The video is available at http://vimeo.com/album/2863232/video/94448805.

I’d done some homework on Nuage Networks. The best resource I found was the Packet Pushers whitepaper, which provided a very useful introduction to Nuage. Prior to that, the official marketing material left me scratching my head a bit. Too vague, I need to see the framework, how the pieces fit together to grasp a new product. (Obligatory literary reference: “grok”.)

My summary: Nuage “basic” consists of a policy server (VSP) and controllers (VSCs). The VSP provides a policy directory, which is called the VSD. Optionally, they provide a hardware Virtualized Services Gateway to connect virtualized and non-virtualized datacenter resources. With VRS, virtual routing and switching.

You configure the policy server with (surprise!) your policy. The comment was that Nuage’s policy capabilities are (my wording) roughly ACI plus some areas where they do more. The controllers are responsible for deploying the policy to the devices, physical and virtual, in the network. The bottom layer is OpenFlow (partial OpenFlow?) pushing instructions to the hypervisors. The hypervisors then overlay the physical network with tunnels (pick the flavor) to each other and (perhaps) to firewalls and other “edge” or special physical devices.

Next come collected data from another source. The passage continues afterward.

//! End-to-end tests for word, date, phrase and profile analysis

use kryon_encoder::analysis::{AnalysisMode, PhraseAnalysis};
use kryon_encoder::classify::{cluster_by_w, diagnostic_cluster, DiagnosticCluster};
use kryon_encoder::report::{PhraseReport, RelatedLimits};
use kryon_encoder::{
    analyze_phrase, analyze_profile, analyze_word, encode, spell, unfold, Cluster, EncoderConfig,
    EncoderError, Entry, LibraryIndex, Profile, Report,
};

#[test]
fn test_word_pipeline_is_consistent() {
    let cfg = EncoderConfig::default();
    let res = analyze_word("  Гармония! ", &cfg).unwrap();

    let (norm, l1) = encode("ГАРМОНИЯ").unwrap();
    assert_eq!(res.normalized, norm);
    assert_eq!(res.l1, l1);
    assert_eq!(res.phrase_used, "  Гармония! ");

    // L2C is the code of the spelled-out L1
    let words = spell(l1).unwrap();
    assert_eq!(res.l2c, encode(&words).unwrap().1);

    let m = res.metrics;
    assert!((m.w - f64::from(res.l2c) / f64::from(res.l1)).abs() < 1e-12);
    for score in [m.c, m.hm, m.z] {
        assert!((0.0..=1.0).contains(&score));
    }
    assert_eq!(res.cluster, cluster_by_w(m.w));
    assert_eq!(res.first_letter, Some('Г'));
    assert_eq!(res.first_value, Some(4));
}

#[test]
fn test_same_input_same_result() {
    let cfg = EncoderConfig::default();
    let a = analyze_word("свет", &cfg).unwrap();
    let b = analyze_word("СВЕТ", &cfg).unwrap();
    assert_eq!(a.l1, b.l1);
    assert_eq!(a.l2c, b.l2c);
    assert_eq!(a.metrics, b.metrics);
    assert_eq!(a.fractal, b.fractal);
}

#[test]
fn test_date_input_uses_spelled_phrase() {
    let cfg = EncoderConfig::default();
    let res = analyze_word("01.01.2000", &cfg).unwrap();
    assert_eq!(res.input, "01.01.2000");
    assert!(res.phrase_used.chars().all(|c| !c.is_ascii_digit()));
    assert_eq!(res.l1, encode(&res.phrase_used).unwrap().1);
}

#[test]
fn test_invalid_date_falls_back_to_letters() {
    let cfg = EncoderConfig::default();
    // 31 February has no spelled form and no letters either
    let err = analyze_word("31.02.2000", &cfg).unwrap_err();
    assert!(matches!(err, EncoderError::NoLetters));
}

#[test]
fn test_letterless_input_is_no_result() {
    let cfg = EncoderConfig::default();
    assert!(matches!(
        analyze_word("hello, 42", &cfg),
        Err(EncoderError::NoLetters)
    ));
}

#[test]
fn test_unfold_matches_analysis() {
    let cfg = EncoderConfig::default();
    let res = analyze_word("мир", &cfg).unwrap();
    let direct = unfold(i64::from(res.l1), &cfg);
    assert_eq!(res.fractal.as_ref(), Some(&direct));
    assert!(unfold(1_000_000, &cfg).is_sentinel());
}

#[test]
fn test_sigma_changes_only_z() {
    let narrow = EncoderConfig::default().with_values(0.05, 0.6, None).unwrap();
    let wide = EncoderConfig::default().with_values(0.5, 0.6, None).unwrap();
    let a = analyze_word("ГАРМОНИЯ", &narrow).unwrap();
    let b = analyze_word("ГАРМОНИЯ", &wide).unwrap();
    assert_eq!(a.metrics.w, b.metrics.w);
    assert_eq!(a.metrics.c, b.metrics.c);
    assert_eq!(a.metrics.hm, b.metrics.hm);
    assert!(a.metrics.z <= b.metrics.z);
}

#[test]
fn test_phrase_skips_bad_tokens() {
    let cfg = EncoderConfig::default();
    let res: PhraseAnalysis = analyze_phrase("мир, 123; свет   дом", &cfg);
    let words: Vec<&str> = res.words.iter().map(|w| w.word.as_str()).collect();
    assert_eq!(words, vec!["МИР", "СВЕТ", "ДОМ"]);
    assert!(!res.truncated);

    let json: serde_json::Value =
        serde_json::from_str(&PhraseReport::new(&res).to_json().unwrap()).unwrap();
    assert_eq!(json["words"].as_array().map(Vec::len), Some(3));
    assert_eq!(json["words"][0]["L1"], 42);
}

#[test]
fn test_profile_without_library() {
    let cfg = EncoderConfig::default();
    let profile = Profile {
        w: 1.5,
        c: 0.4,
        hm: 0.9,
        z: 0.7,
        phi: Some(0.2),
    };
    let res = analyze_profile("ручной", profile, None, &cfg);
    assert_eq!(res.mode, AnalysisMode::Profile { autopick: None });
    assert_eq!(res.metrics.w, 1.5);
    assert_eq!(res.cluster, Cluster::Phi);
    assert_eq!(res.phi_align, Some(0.2));
    assert!(res.fractal.is_none());
    assert!(res.first_letter.is_none());

    let report = Report::new(&res);
    assert!(report.fractal.pattern.is_none());
    assert_eq!(report.metrics.w, 1.5);
}

#[test]
fn test_profile_autopicks_from_library() {
    let cfg = EncoderConfig::default();
    let entries = vec![
        Entry::new("МИР", "прочее", "neutral", &cfg),
        Entry::new("РИМ", "прочее", "neutral", &cfg),
    ];
    let index = LibraryIndex::rebuild(&entries);
    let w = entries[0].w.unwrap();
    let profile = Profile {
        w,
        c: 0.5,
        hm: 0.5,
        z: 0.5,
        phi: None,
    };
    let res = analyze_profile("профиль", profile, Some(&index), &cfg);
    assert_eq!(res.l1, 42);
    assert_eq!(Some(res.l2c), entries[0].l2c);
    match &res.mode {
        AnalysisMode::Profile {
            autopick: Some(pick),
        } => assert_eq!(pick.hits, 2),
        other => panic!("expected autopick, got {other:?}"),
    }

    let report = Report::with_related(&res, &index, RelatedLimits::default());
    let related = report.related.unwrap();
    assert_eq!(related.by_l1, vec!["МИР", "РИМ"]);
}

#[test]
fn test_diagnostic_partition_boundaries() {
    assert_eq!(diagnostic_cluster(0.5), DiagnosticCluster::Phi);
    assert_eq!(diagnostic_cluster(1.1), DiagnosticCluster::Phi);
    // the √2 band overlaps phi and wins
    assert_eq!(diagnostic_cluster(1.5), DiagnosticCluster::Rt2);
    assert_eq!(diagnostic_cluster(3.0), DiagnosticCluster::EPi);
    // below W = 1 the two partitions disagree
    assert_eq!(cluster_by_w(0.5), Cluster::Pi);
}

#[test]
fn test_report_lists_shared_codes_on_both_axes() {
    let cfg = EncoderConfig::default();
    let entries = vec![
        Entry::new("МИР", "прочее", "neutral", &cfg),
        Entry::new("РИМ", "прочее", "neutral", &cfg),
    ];
    let index = LibraryIndex::rebuild(&entries);
    let res = analyze_word("мир", &cfg).unwrap();

    let related = Report::with_related(&res, &index, RelatedLimits::default())
        .related
        .unwrap();
    // РИМ is an anagram, so it matches on L1 and on L2C
    assert_eq!(related.by_l1, vec!["РИМ"]);
    assert_eq!(related.by_l2c, vec!["РИМ"]);
}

The presenter, Dmitri Stiliadis, also brought up a very intriguing side topic I’d like to explore in a future blog, that of short-lived containers that appear and vanish quickly where needed. See also the “fog computing” Cisco is now talking about in conjunction with Internet of Everything.

Glue Networks

The video can be found at http://vimeo.com/album/2863232/video/94543395

GlueWare is an automation platform for deploying and managing IWAN environments like MPLS + DMVPN or dual DMVPN as WAN. (Should that be dualing DMVPN?). GlueWare can also reportedly manage security, QoS, and PfR intelligent path selection.

Glue Networks is partnered with Cisco, and is available off the Cisco Global Price List. I talked pricing and the pricing sounds interesting, quite possibly something you might consider affordable, and worth checking out.

The group’s collective thinking was that GlueWare is “practical”. Does that disqualify it as SDN? (I expect to hear more from Ethan Banks about this line of thought.)

There are some other startups in the space. Glue’s product works with Cisco routers and uses no extra hardware. It is focused on rapid deployment of an IWAN, as well as managing it and tweaking it (via cloud) after deployment. The rumor is that at some future point, large firms may be able to license the software to run internal control for security reasons.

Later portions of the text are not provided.